There is much talk in legal circles about dolus eventualis as well as putative private defence. It looks to almost everyone on earth (including myself) that with four bullets in the door of a tiny cubicle that Oscar intended to kill whomever was behind the door. Dolus Eventualis is a form of indirect or reckless intention, where one foresees certain consequences, and acts in a way that reconciles oneself to those consequences. It seems obvious to anyone that that is exactly what Oscar did.
It also seems obvious that if a he raises the defence of putatative self-defence, then he must have intended to kill the unknown intruder, or at least reconciled himself with this consequence, albeit in defence of his own life (and Reeva’s, on his version)
The problem is, so much confusion was created by Oscar himself. As the judge said his testimony seemed to contradict his own defence of putative self-defence. His testimony is full of statements like “I didn’t have time to think”. Furthermore, it doesn’t appear to be his version that he intended to kill, or reconciled himself with killing whomever was behind the door.

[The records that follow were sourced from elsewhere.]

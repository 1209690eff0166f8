/// Environment variable that turns on saving of fetched pages.
pub const DEBUG_SAVE_RESPONSES_ENV: &str = "SONGMETA_DEBUG_SAVE_RESPONSES";

/// Default `log` target used by providers and fetchers.
pub const DEFAULT_LOG_TARGET: &str = "songmeta";

/// Configuration shared by a provider and the fetcher it builds.
///
/// # Examples
///
/// ```rust
/// use songmeta::ScraperConfig;
///
/// let config = ScraperConfig::new()
///     .with_experimental(true)
///     .with_log_target("deezer");
/// assert!(config.experimental);
/// assert_eq!(config.log_target, "deezer");
/// ```
#[derive(Debug, Clone, PartialEq, Eq)]
pub struct ScraperConfig {
    /// Backfill an unresolved release date from the page's embedded state
    pub experimental: bool,
    /// Write every fetched body under `debug_responses/`
    pub debug_save_responses: bool,
    /// Target passed to every `log` call made by the lookup
    pub log_target: String,
}

impl Default for ScraperConfig {
    fn default() -> Self {
        Self {
            experimental: false,
            debug_save_responses: std::env::var(DEBUG_SAVE_RESPONSES_ENV).is_ok(),
            log_target: DEFAULT_LOG_TARGET.to_string(),
        }
    }
}

impl ScraperConfig {
    /// Create a new config with default settings
    pub fn new() -> Self {
        Self::default()
    }

    /// Enable or disable the experimental release date backfill
    pub fn with_experimental(mut self, experimental: bool) -> Self {
        self.experimental = experimental;
        self
    }

    /// Enable or disable saving fetched pages to disk
    pub fn with_debug_save_responses(mut self, enabled: bool) -> Self {
        self.debug_save_responses = enabled;
        self
    }

    /// Set the `log` target used for this lookup's messages
    pub fn with_log_target(mut self, target: impl Into<String>) -> Self {
        self.log_target = target.into();
        self
    }
}
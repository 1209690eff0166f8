//! Experimental release date backfill from embedded page state.
//!
//! Deezer pages assign a JSON object to `window.__DZR_APP_STATE__` in an
//! inline script. The object carries `DATA.PHYSICAL_RELEASE_DATE`, which is
//! used when the meta tags do not declare a release date.

use crate::platform::PageState;
use crate::{Result, ScrapeError};
use scraper::{Html, Selector};
use serde_json::Value;

/// Locate and decode the state object assigned after `marker`.
///
/// Returns `Ok(None)` when no script contains the marker.
pub fn find_page_state(document: &Html, marker: &str) -> Result<Option<Value>> {
    let script_selector = Selector::parse("script")
        .map_err(|e| ScrapeError::Parse(format!("Invalid script selector: {e:?}")))?;

    let Some(script) = document
        .select(&script_selector)
        .map(|element| element.text().collect::<String>())
        .find(|text| text.contains(marker))
    else {
        return Ok(None);
    };

    parse_assigned_object(&script, marker).map(Some)
}

/// Decode the first JSON object that follows `marker` in a script body.
///
/// Anything after the object (the trailing `;`, further statements) is
/// ignored.
pub fn parse_assigned_object(script: &str, marker: &str) -> Result<Value> {
    let after_marker = script
        .split_once(marker)
        .map(|(_, rest)| rest)
        .ok_or_else(|| ScrapeError::Parse(format!("'{marker}' not found in script")))?;

    let start = after_marker
        .find('{')
        .ok_or_else(|| ScrapeError::Parse(format!("No object assigned to '{marker}'")))?;

    let mut stream =
        serde_json::Deserializer::from_str(&after_marker[start..]).into_iter::<Value>();
    match stream.next() {
        Some(value) => Ok(value?),
        None => Err(ScrapeError::Parse(format!("Empty state for '{marker}'"))),
    }
}

/// Physical release date from the page state, if the page has one.
pub fn release_date(document: &Html, state: PageState) -> Result<Option<String>> {
    let Some(value) = find_page_state(document, state.marker)? else {
        return Ok(None);
    };

    Ok(value
        .pointer(state.release_date_pointer)
        .and_then(Value::as_str)
        .filter(|date| !date.is_empty())
        .map(str::to_string))
}
// API server clippy configuration
#![cfg_attr(test, allow(clippy::expect_used))]
#![cfg_attr(test, allow(clippy::unwrap_used))]

//! Pixgate API Server
//!
//! HTTP surface for the Asaas PIX integration: charge creation, status
//! polling, and the provider webhook receiver.

mod config;
mod error;
mod routes;
mod state;

use std::net::SocketAddr;

use pixgate_shared::{create_pool, run_migrations};
use tower_http::cors::{Any, CorsLayer};
use tower_http::trace::TraceLayer;
use tracing_subscriber::{layer::SubscriberExt, util::SubscriberInitExt};

use crate::config::Config;
use crate::routes::create_router;
use crate::state::AppState;

#[tokio::main]
async fn main() -> anyhow::Result<()> {
    // Load .env file if present
    dotenvy::dotenv().ok();

    // Initialize tracing
    tracing_subscriber::registry()
        .with(
            tracing_subscriber::EnvFilter::try_from_default_env()
                .unwrap_or_else(|_| "info,pixgate_api=debug".into()),
        )
        .with(tracing_subscriber::fmt::layer())
        .init();

    tracing::info!("Starting Pixgate API Server v{}", env!("CARGO_PKG_VERSION"));

    // Load configuration
    let config = Config::from_env()?;
    tracing::info!("Configuration loaded");

    // Create database pool
    tracing::info!("Connecting to database...");
    let pool = create_pool(&config.database_url).await?;
    tracing::info!("Database connection established");

    // Run migrations
    run_migrations(&pool).await?;

    // Create application state
    let state = AppState::new(pool, config.clone())?;

    // The storefront is served from arbitrary origins (including file:// in
    // kiosk installs), so the payment endpoints answer preflights
    // permissively. Webhooks are server-to-server and unaffected.
    let cors = CorsLayer::new()
        .allow_origin(Any)
        .allow_methods(Any)
        .allow_headers(Any);

    // Build the router
    let app = create_router(state)
        .layer(cors)
        .layer(TraceLayer::new_for_http());

    // Parse bind address
    let addr: SocketAddr = config.bind_address.parse()?;
    tracing::info!("Starting server on {}", addr);

    // Start the server
    let listener = tokio::net::TcpListener::bind(addr).await?;
    axum::serve(listener, app).await?;

    Ok(())
}
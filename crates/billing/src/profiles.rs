//! Subscription profile persistence
//!
//! One row per Asaas subscription: lifecycle status, the credit balance for
//! the current cycle, and the cycle window itself.

use sqlx::PgPool;
use time::OffsetDateTime;

use crate::error::BillingResult;

/// Subscription lifecycle states.
///
/// SUSPENDED can return to ACTIVE on a renewed payment; CANCELLED is
/// terminal and forces the credit balance to zero.
#[derive(Debug, Clone, Copy, PartialEq, Eq)]
pub enum SubscriptionStatus {
    Active,
    Suspended,
    Cancelled,
}

impl SubscriptionStatus {
    pub fn as_str(&self) -> &'static str {
        match self {
            SubscriptionStatus::Active => "ACTIVE",
            SubscriptionStatus::Suspended => "SUSPENDED",
            SubscriptionStatus::Cancelled => "CANCELLED",
        }
    }
}

/// Mutations on subscription profile rows.
#[allow(async_fn_in_trait)]
pub trait ProfileRepository {
    /// Start a fresh billing cycle: reactivate the profile, reset both
    /// credit counters to the monthly allotment, and set the cycle window.
    async fn renew_cycle(
        &self,
        subscription_id: &str,
        credit_allotment: i32,
        period_end: Option<OffsetDateTime>,
    ) -> BillingResult<()>;

    /// Mark the profile as suspended. Credits are left untouched so a late
    /// payment can resume the cycle where it stopped.
    async fn suspend(&self, subscription_id: &str) -> BillingResult<()>;

    /// Terminal cancellation: status CANCELLED and both credit counters
    /// forced to zero.
    async fn cancel(&self, subscription_id: &str) -> BillingResult<()>;
}

/// Postgres-backed store for subscription profile rows
#[derive(Debug, Clone)]
pub struct ProfileStore {
    pool: PgPool,
}

impl ProfileStore {
    pub fn new(pool: PgPool) -> Self {
        Self { pool }
    }
}

impl ProfileRepository for ProfileStore {
    async fn renew_cycle(
        &self,
        subscription_id: &str,
        credit_allotment: i32,
        period_end: Option<OffsetDateTime>,
    ) -> BillingResult<()> {
        let result = sqlx::query(
            r#"
            UPDATE subscription_profiles
            SET subscription_status = $2,
                credits_total = $3,
                credits_remaining = $3,
                current_period_start = NOW(),
                current_period_end = $4,
                updated_at = NOW()
            WHERE subscription_id = $1
            "#,
        )
        .bind(subscription_id)
        .bind(SubscriptionStatus::Active.as_str())
        .bind(credit_allotment)
        .bind(period_end)
        .execute(&self.pool)
        .await?;

        if result.rows_affected() == 0 {
            tracing::warn!(
                subscription_id = %subscription_id,
                "Cycle renewal matched no profile row"
            );
        } else {
            tracing::info!(
                subscription_id = %subscription_id,
                credits = credit_allotment,
                "Subscription cycle renewed"
            );
        }

        Ok(())
    }

    async fn suspend(&self, subscription_id: &str) -> BillingResult<()> {
        sqlx::query(
            r#"
            UPDATE subscription_profiles
            SET subscription_status = $2, updated_at = NOW()
            WHERE subscription_id = $1
            "#,
        )
        .bind(subscription_id)
        .bind(SubscriptionStatus::Suspended.as_str())
        .execute(&self.pool)
        .await?;

        tracing::info!(subscription_id = %subscription_id, "Subscription suspended");
        Ok(())
    }

    async fn cancel(&self, subscription_id: &str) -> BillingResult<()> {
        sqlx::query(
            r#"
            UPDATE subscription_profiles
            SET subscription_status = $2,
                credits_total = 0,
                credits_remaining = 0,
                updated_at = NOW()
            WHERE subscription_id = $1
            "#,
        )
        .bind(subscription_id)
        .bind(SubscriptionStatus::Cancelled.as_str())
        .execute(&self.pool)
        .await?;

        tracing::info!(subscription_id = %subscription_id, "Subscription cancelled");
        Ok(())
    }
}
// Test file - these are expected patterns in test code
#![allow(clippy::unwrap_used)]
#![allow(clippy::expect_used)]

//! Edge Case Tests for the Webhook Reconciler
//!
//! Tests boundary conditions in:
//! - Event payload parsing (structurally odd but valid provider payloads)
//! - The event-to-status transition table
//! - Subscription reference resolution and priority
//! - Cycle window computation from provider due dates
//! - The full reconciliation flow against in-memory stores (idempotency,
//!   event priority, unknown charges, suspension/cancellation side effects)

#[cfg(test)]
mod payload_edge_cases {
    use crate::webhooks::*;

    // =========================================================================
    // Inactivation without any subscription reference anywhere
    // =========================================================================
    #[test]
    fn test_inactivation_without_references_has_no_subscription_ref() {
        let event: WebhookEvent =
            serde_json::from_str(r#"{"event":"SUBSCRIPTION_INACTIVATED"}"#).unwrap();
        assert_eq!(event.event, EventKind::SubscriptionInactivated);
        assert_eq!(event.subscription_ref(), None);
    }

    // =========================================================================
    // Payment-status event with no payment object at all
    // =========================================================================
    #[test]
    fn test_payment_event_without_payment_object() {
        let event: WebhookEvent = serde_json::from_str(r#"{"event":"PAYMENT_RECEIVED"}"#).unwrap();
        assert_eq!(event.event, EventKind::PaymentReceived);
        assert!(event.payment.is_none());
    }

    // =========================================================================
    // Payment object carrying extra provider fields this system ignores
    // =========================================================================
    #[test]
    fn test_payment_with_unknown_fields_still_parses() {
        let event: WebhookEvent = serde_json::from_str(
            r#"{"event":"PAYMENT_OVERDUE","payment":{"id":"pay_9","billingType":"PIX","value":49.9,"netValue":48.2}}"#,
        )
        .unwrap();
        let payment = event.payment.unwrap();
        assert_eq!(payment.id, "pay_9");
        assert!(payment.subscription.is_none());
        assert!(payment.due_date.is_none());
    }

    // =========================================================================
    // Inactivation resolving the reference from the embedded payment only
    // =========================================================================
    #[test]
    fn test_inactivation_resolves_from_payment_subscription() {
        let event: WebhookEvent = serde_json::from_str(
            r#"{"event":"SUBSCRIPTION_INACTIVATED","payment":{"id":"pay_1","subscription":"sub_7"}}"#,
        )
        .unwrap();
        assert_eq!(event.subscription_ref(), Some("sub_7"));
    }

    // =========================================================================
    // Event name casing matters: provider names are exact-match
    // =========================================================================
    #[test]
    fn test_lowercase_event_name_is_unknown() {
        let event: WebhookEvent =
            serde_json::from_str(r#"{"event":"payment_received","payment":{"id":"pay_1"}}"#)
                .unwrap();
        assert_eq!(event.event, EventKind::Unknown);
    }

    // =========================================================================
    // PAYMENT_DELETED is an event the provider sends but this system does
    // not map; it must parse (and later no-op) rather than fail
    // =========================================================================
    #[test]
    fn test_unmapped_provider_event_parses() {
        let event: WebhookEvent =
            serde_json::from_str(r#"{"event":"PAYMENT_DELETED","payment":{"id":"pay_1"}}"#)
                .unwrap();
        assert_eq!(event.event, EventKind::Unknown);
    }
}
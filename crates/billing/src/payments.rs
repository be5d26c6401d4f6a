//! Payment row persistence
//!
//! The payments table mirrors Asaas charges and is keyed by the external
//! charge ID. Rows are inserted by the storefront checkout flow; this crate
//! only ever updates them, and every update is a conditional single
//! statement so concurrent webhook deliveries serialize at the database.

use sqlx::PgPool;
use time::OffsetDateTime;

use crate::error::BillingResult;

/// Canonical internal payment statuses set by the reconciler.
///
/// Rows start in whatever pending state the checkout flow inserted; this
/// enum only covers the values this system transitions to.
#[derive(Debug, Clone, Copy, PartialEq, Eq)]
pub enum PaymentStatus {
    Received,
    Suspended,
    Cancelled,
}

impl PaymentStatus {
    pub fn as_str(&self) -> &'static str {
        match self {
            PaymentStatus::Received => "RECEIVED",
            PaymentStatus::Suspended => "SUSPENDED",
            PaymentStatus::Cancelled => "CANCELLED",
        }
    }
}

/// Payment classification, persisted once on first webhook sight.
#[derive(Debug, Clone, Copy, PartialEq, Eq)]
pub enum PaymentType {
    Subscription,
    OneTime,
}

impl PaymentType {
    pub fn as_str(&self) -> &'static str {
        match self {
            PaymentType::Subscription => "SUBSCRIPTION",
            PaymentType::OneTime => "ONE_TIME",
        }
    }
}

/// Persisted mirror of an Asaas charge
#[derive(Debug, Clone, sqlx::FromRow)]
pub struct PaymentRecord {
    pub asaas_id: String,
    pub status: String,
    pub payment_type: Option<String>,
    pub subscription_id: Option<String>,
    pub paid_at: Option<OffsetDateTime>,
}

/// Conditional-update access to payment rows.
///
/// Every mutation is expressed as a guarded update so the backing store is
/// the serialization point for concurrent webhook deliveries.
#[allow(async_fn_in_trait)]
pub trait PaymentRepository {
    /// Look up the mirror row for a charge. `None` means the charge is
    /// outside this system's tracking.
    async fn find_by_asaas_id(&self, asaas_id: &str) -> BillingResult<Option<PaymentRecord>>;

    /// Persist the payment classification, only if not already set.
    async fn classify_once(&self, asaas_id: &str, payment_type: PaymentType)
        -> BillingResult<()>;

    /// Update the status only when it actually differs from the stored
    /// value. Returns whether a row changed.
    async fn set_status_if_changed(
        &self,
        asaas_id: &str,
        status: PaymentStatus,
    ) -> BillingResult<bool>;

    /// Stamp the payment as received and paid, exactly once. Returns
    /// whether this call won the stamp.
    async fn mark_paid_once(&self, asaas_id: &str) -> BillingResult<bool>;
}

/// Postgres-backed store for payment rows
#[derive(Debug, Clone)]
pub struct PaymentStore {
    pool: PgPool,
}

impl PaymentStore {
    pub fn new(pool: PgPool) -> Self {
        Self { pool }
    }
}

impl PaymentRepository for PaymentStore {
    async fn find_by_asaas_id(&self, asaas_id: &str) -> BillingResult<Option<PaymentRecord>> {
        let record = sqlx::query_as::<_, PaymentRecord>(
            r#"
            SELECT asaas_id, status, payment_type, subscription_id, paid_at
            FROM payments
            WHERE asaas_id = $1
            "#,
        )
        .bind(asaas_id)
        .fetch_optional(&self.pool)
        .await?;

        Ok(record)
    }

    async fn classify_once(
        &self,
        asaas_id: &str,
        payment_type: PaymentType,
    ) -> BillingResult<()> {
        sqlx::query(
            r#"
            UPDATE payments
            SET payment_type = $2, updated_at = NOW()
            WHERE asaas_id = $1 AND payment_type IS NULL
            "#,
        )
        .bind(asaas_id)
        .bind(payment_type.as_str())
        .execute(&self.pool)
        .await?;

        Ok(())
    }

    async fn set_status_if_changed(
        &self,
        asaas_id: &str,
        status: PaymentStatus,
    ) -> BillingResult<bool> {
        let result = sqlx::query(
            r#"
            UPDATE payments
            SET status = $2, updated_at = NOW()
            WHERE asaas_id = $1 AND status <> $2
            "#,
        )
        .bind(asaas_id)
        .bind(status.as_str())
        .execute(&self.pool)
        .await?;

        Ok(result.rows_affected() > 0)
    }

    /// The `paid_at IS NULL` guard is the load-bearing idempotency check:
    /// it is re-evaluated at write time, so of two concurrent deliveries of
    /// the same `PAYMENT_RECEIVED` event only one wins the stamp (and with
    /// it the right to renew the subscription cycle).
    async fn mark_paid_once(&self, asaas_id: &str) -> BillingResult<bool> {
        let claimed: Option<(i64,)> = sqlx::query_as(
            r#"
            UPDATE payments
            SET status = $2, paid_at = NOW(), updated_at = NOW()
            WHERE asaas_id = $1 AND paid_at IS NULL
            RETURNING id
            "#,
        )
        .bind(asaas_id)
        .bind(PaymentStatus::Received.as_str())
        .fetch_optional(&self.pool)
        .await?;

        Ok(claimed.is_some())
    }
}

No matter how much it may be the truth that he indeed intended to kill, the confusion created by Oscar himself compounded by the inadequacies of state evidence and the multitude of contradictions of state witnesses, it at the very least, raises a reasonable doubt as to what was in his head at the time. There was simply not enough done by the state to gainsay what he says was in his head at the time. And if what he said he was thinking/or not thinking at the time could be reasonably possibly true, then the Judge acted within the law to declare him not guilty on pre-meditated murder or murder.
I don’t for one minute doubt, that another court could find differently. With all the legal opinion weighing in on the argument in the press, there are many ways to argue this.
My view remains that the State did not discharge the heavy burden of beyond a reasonable doubt.
In the adversarial system , and more specifically the accusatorial system which is the nature of our criminal justice system, facts can literally be the enemy of truth.
That seems crazy. But it’s true. The system is based in competition. There are rules of engagement which must be adhered to. These are called the law of evidence. Ours is an artificial system of evidence rather than a free system. This means that there are several rules guiding what evidence is admissible. Therefore each side can raise objections to the evidence of the other side on various bases. This system was originally created for jury systems, to protect the minds of lay persons. Judicial systems were always meant to have free systems of evidence where testimony is freely lead, freely told and the judicial officer, schooled in the law, must apply his or her mind to the entire body of evidence and make an ultimate call on what does and does not add up.
My view is that our application of an artificial system of evidence to a judicial system is erroneous and supports the commonplace injustices that emerge from court process. But that’s a big subject and for another time.
The artificial system of evidence is susceptible to tactical games playing, and muting and even shutting down of authentic narratives. It is also susceptible to delays borne out of trials-within-trials to decide technical and procedural points like admissibility of evidence, compellability of witnesses and the like.
What happened in Oscar’s trial is how the system is designed to operate: the accused is presumed innocent until proven guilty, does not have to prove his innocence, but can test the state case to see if it is strong enough to prove guilt beyond a reasonable doubt, all the while simply advancing a version that may possibly fit with often compromised forensics. Compromised forensics in themselves are often enough to raise the requisite reasonable doubt, which is the only burden the defence has, to raise a reasonable doubt.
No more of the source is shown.